Arrest of West Bank Attackers 'Treason': Hamas


      An elderly Palestinian man makes his way through an alley of Jerusalem's 
Old City as he heads towards the Al-Aqsa Mosque compound during the holy 
fasting month of Ramadan. (AP) 
      File photo shows masked Palestinian Hamas militants holding a press 
conference in Gaza City, Thursday, Sept. 2, 2010. (AP) 
      Palestinians laborers from the West Bank sit together after being 
detained by Israeli border police during an operation in search of illegal 
workers in the coastal city of Ashkelon. (R) 
GAZA CITY, Palestinian Territories (AFP) - Hamas on Wednesday accused the 
Palestinian Authority of "treason" over its arrest of members of the Islamist 
group in connection with the killing of Jewish settlers.

Hamas spokesman Fawzi Barhum called the arrests "national treason and direct 
collaboration with the (Israeli) enemy" and warned the Western-backed authority 
not to hand the men over to Israel.

"The continuation of this criminal campaign crosses all red lines and is direct 
collaboration with the enemy in the light of day," Barhum said.

"It will only increase Hamas's determination to continue the resistance and 
intensify our painful strikes on the Zionist enemy."

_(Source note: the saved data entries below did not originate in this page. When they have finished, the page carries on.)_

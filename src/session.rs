use bevy::prelude::*;

use crate::effects::EffectKind;

/// Linear progression of one card session. Strictly monotonic: nothing
/// ever moves a session backwards except a full [`Session::reset`].
#[derive(Clone, Copy, PartialEq, Eq, PartialOrd, Ord, Debug, Default)]
pub enum Stage {
    #[default]
    Unopened,
    Opened,
    CandlesBlown,
}

/// Current session: stage plus the guest-name axis. Name capture is
/// layered under the stage rather than being a stage of its own, so
/// "card open, name saved" and "card open, still typing" share the same
/// candle/effect gating.
#[derive(Resource)]
pub struct Session {
    pub id: String,
    stage: Stage,
    draft: String,
    confirmed: Option<String>,
}

impl Default for Session {
    fn default() -> Self {
        Self {
            id: uuid::Uuid::new_v4().to_string(),
            stage: Stage::Unopened,
            draft: String::new(),
            confirmed: None,
        }
    }
}

impl Session {
    /// Unwrap the gift. Only valid once; anything else is a no-op.
    pub fn open(&mut self) -> bool {
        if self.stage != Stage::Unopened {
            return false;
        }
        self.stage = Stage::Opened;
        true
    }

    /// Replace the working name draft. Ignored once the name is saved.
    pub fn set_name(&mut self, text: &str) {
        if self.confirmed.is_none() {
            self.draft = text.to_string();
        }
    }

    pub fn draft(&self) -> &str {
        &self.draft
    }

    /// Save the draft as the guest name. An empty draft saves an empty
    /// name; the greeting simply stays unadorned.
    pub fn confirm_name(&mut self) -> bool {
        if self.stage == Stage::Unopened || self.confirmed.is_some() {
            return false;
        }
        self.confirmed = Some(self.draft.clone());
        true
    }

    /// Blow the candles out. Idempotent, and a no-op before the card is
    /// open — invalid calls never fail, they just do nothing.
    pub fn blow_candles(&mut self) -> bool {
        if !self.candles_lit() {
            return false;
        }
        self.stage = Stage::CandlesBlown;
        true
    }

    /// Back to the wrapped gift. Clears the name and gets a fresh id;
    /// the effect scheduler despawns every live instance on the same
    /// frame because all gates stop holding.
    pub fn reset(&mut self) {
        *self = Self::default();
        info!("new session {}", self.id);
    }

    pub fn stage(&self) -> Stage {
        self.stage
    }

    pub fn card_open(&self) -> bool {
        self.stage >= Stage::Opened
    }

    pub fn name_set(&self) -> bool {
        self.confirmed.is_some()
    }

    /// Candles light themselves the moment the card opens and stay lit
    /// until blown; there is no separate lighting step.
    pub fn candles_lit(&self) -> bool {
        self.stage == Stage::Opened
    }

    pub fn blown(&self) -> bool {
        self.stage == Stage::CandlesBlown
    }

    /// Keystrokes belong to the name prompt while it is capturing, so
    /// shortcut keys (reset) stay inert during typing.
    pub fn capturing_name(&self) -> bool {
        self.card_open() && self.confirmed.is_none()
    }

    /// Total order over the session's progress, for the monotonicity
    /// guarantee: unopened < opened <= named < blown.
    pub fn ordinal(&self) -> u8 {
        match (self.stage, self.confirmed.is_some()) {
            (Stage::Unopened, _) => 0,
            (Stage::Opened, false) => 1,
            (Stage::Opened, true) => 2,
            (Stage::CandlesBlown, _) => 3,
        }
    }

    pub fn greeting(&self) -> String {
        match self.confirmed.as_deref() {
            Some(name) if !name.is_empty() => format!("Happy Birthday, {name}!"),
            _ => "Happy Birthday!".to_string(),
        }
    }
}

/// Which session condition lets an effect kind spawn and animate.
#[derive(Clone, Copy, PartialEq, Eq, Debug)]
pub enum Gate {
    CardOpen,
    CandlesLit,
    CandlesBlown,
}

impl Gate {
    pub fn allows(self, session: &Session) -> bool {
        match self {
            Gate::CardOpen => session.card_open(),
            Gate::CandlesLit => session.candles_lit(),
            Gate::CandlesBlown => session.blown(),
        }
    }
}

/// The source variants disagree on when balloons and fireworks appear
/// and on whether a name is mandatory, so the ordering is policy, not
/// hardcoded. Defaults follow the majority variant; env keys override.
#[derive(Resource, Clone, Copy, Debug)]
pub struct EffectPolicy {
    pub balloons: Gate,
    pub sparkles: Gate,
    pub fireworks: Gate,
    pub confetti: Gate,
    pub require_name: bool,
}

impl Default for EffectPolicy {
    fn default() -> Self {
        Self {
            balloons: Gate::CardOpen,
            sparkles: Gate::CardOpen,
            fireworks: Gate::CandlesBlown,
            confetti: Gate::CardOpen,
            require_name: false,
        }
    }
}

impl EffectPolicy {
    /// Reads `BIRTHDAY_BALLOONS` / `BIRTHDAY_FIREWORKS` (`open` or
    /// `blown`) and `BIRTHDAY_REQUIRE_NAME`. Unset or unparsable keys
    /// keep their defaults; the widget needs no configuration to run.
    pub fn from_env() -> Self {
        let mut policy = Self::default();
        policy.balloons = gate_from_env("BIRTHDAY_BALLOONS", policy.balloons);
        policy.fireworks = gate_from_env("BIRTHDAY_FIREWORKS", policy.fireworks);
        if let Ok(v) = std::env::var("BIRTHDAY_REQUIRE_NAME") {
            policy.require_name = matches!(v.as_str(), "1" | "true" | "yes");
        }
        policy
    }

    pub fn gate_for(&self, kind: EffectKind) -> Gate {
        match kind {
            EffectKind::Balloon => self.balloons,
            EffectKind::Sparkle => self.sparkles,
            EffectKind::Firework => self.fireworks,
            EffectKind::Confetti => self.confetti,
            EffectKind::Flame => Gate::CandlesLit,
        }
    }

    /// Whether the blow controls (button, mic, swipe) may fire yet.
    pub fn blow_ready(&self, session: &Session) -> bool {
        session.candles_lit() && (!self.require_name || session.name_set())
    }
}

fn gate_from_env(key: &str, default: Gate) -> Gate {
    match std::env::var(key).as_deref() {
        Ok("open") => Gate::CardOpen,
        Ok("blown") => Gate::CandlesBlown,
        _ => default,
    }
}

#[cfg(test)]
mod tests {
    use super::*;
    use rand::rngs::StdRng;
    use rand::{Rng, SeedableRng};

    #[test]
    fn open_then_name_then_blow() {
        let mut s = Session::default();
        assert!(s.open());
        s.set_name("Ada");
        assert!(s.confirm_name());
        assert!(s.blow_candles());
        assert_eq!(s.stage(), Stage::CandlesBlown);
        assert!(s.greeting().contains("Ada"));
    }

    #[test]
    fn blow_before_open_is_a_noop() {
        let mut s = Session::default();
        assert!(!s.blow_candles());
        assert_eq!(s.stage(), Stage::Unopened);
    }

    #[test]
    fn blow_is_idempotent() {
        let mut s = Session::default();
        s.open();
        assert!(s.blow_candles());
        assert!(!s.blow_candles());
        assert_eq!(s.stage(), Stage::CandlesBlown);
    }

    #[test]
    fn empty_draft_confirms_to_empty_name() {
        let mut s = Session::default();
        s.open();
        assert!(s.confirm_name());
        assert!(s.name_set());
        assert_eq!(s.greeting(), "Happy Birthday!");
    }

    #[test]
    fn name_is_immutable_once_saved() {
        let mut s = Session::default();
        s.open();
        s.set_name("Ada");
        s.confirm_name();
        s.set_name("Grace");
        assert!(!s.confirm_name());
        assert_eq!(s.greeting(), "Happy Birthday, Ada!");
    }

    #[test]
    fn candles_lit_only_between_open_and_blow() {
        let mut s = Session::default();
        assert!(!s.candles_lit());
        s.open();
        assert!(s.candles_lit());
        s.blow_candles();
        assert!(!s.candles_lit());
    }

    #[test]
    fn ordinal_never_decreases_under_random_call_sequences() {
        let mut rng = StdRng::seed_from_u64(7);
        for _ in 0..200 {
            let mut s = Session::default();
            let mut last = s.ordinal();
            for _ in 0..50 {
                match rng.random_range(0..4) {
                    0 => {
                        s.open();
                    }
                    1 => s.set_name("x"),
                    2 => {
                        s.confirm_name();
                    }
                    _ => {
                        s.blow_candles();
                    }
                }
                let now = s.ordinal();
                assert!(now >= last, "ordinal went backwards: {last} -> {now}");
                last = now;
            }
        }
    }

    #[test]
    fn reset_clears_everything() {
        let mut s = Session::default();
        let first_id = s.id.clone();
        s.open();
        s.set_name("Ada");
        s.confirm_name();
        s.blow_candles();
        s.reset();
        assert_eq!(s.stage(), Stage::Unopened);
        assert!(!s.name_set());
        assert!(s.draft().is_empty());
        assert_ne!(s.id, first_id);
    }

    #[test]
    fn policy_blow_ready_respects_required_name() {
        let mut s = Session::default();
        s.open();
        let relaxed = EffectPolicy::default();
        assert!(relaxed.blow_ready(&s));
        let strict = EffectPolicy {
            require_name: true,
            ..EffectPolicy::default()
        };
        assert!(!strict.blow_ready(&s));
        s.confirm_name();
        assert!(strict.blow_ready(&s));
    }

    #[test]
    fn gates_track_session() {
        let mut s = Session::default();
        assert!(!Gate::CardOpen.allows(&s));
        s.open();
        assert!(Gate::CardOpen.allows(&s));
        assert!(Gate::CandlesLit.allows(&s));
        assert!(!Gate::CandlesBlown.allows(&s));
        s.blow_candles();
        assert!(Gate::CardOpen.allows(&s));
        assert!(!Gate::CandlesLit.allows(&s));
        assert!(Gate::CandlesBlown.allows(&s));
    }
}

A Palestinian Authority official said security forces had arrested Hamas 
members from separate cells linked to two drive-by shooting attacks last week 
that killed four Israeli settlers and wounded two others.

The official, speaking to AFP on condition of anonymity, would not specify the 
number of people arrested.

The first shooting on August 31 killed four settlers, including a pregnant 
woman, and the second a day later wounded two settlers near Ramallah.

Hamas claimed responsibility for both attacks, which cast a pall over the 
relaunch in Washington of direct Israeli-Palestinian peace talks.

Hamas has accused the Palestinian Authority of arresting hundreds of its 
members in the wake of the killings. Palestinian security officials had 
previously denied making any arrests in connection with the attacks.

The attacks were condemned by both Israeli and Palestinian leaders, with 
Palestinian president Mahmud Abbas saying the shooting was intended to "disrupt 
the political process."

The Islamist Hamas movement, which has controlled the Gaza Strip since June 
2007, has vehemently opposed the new talks and insisted Abbas does not have the 
right to negotiate on behalf of Palestinians.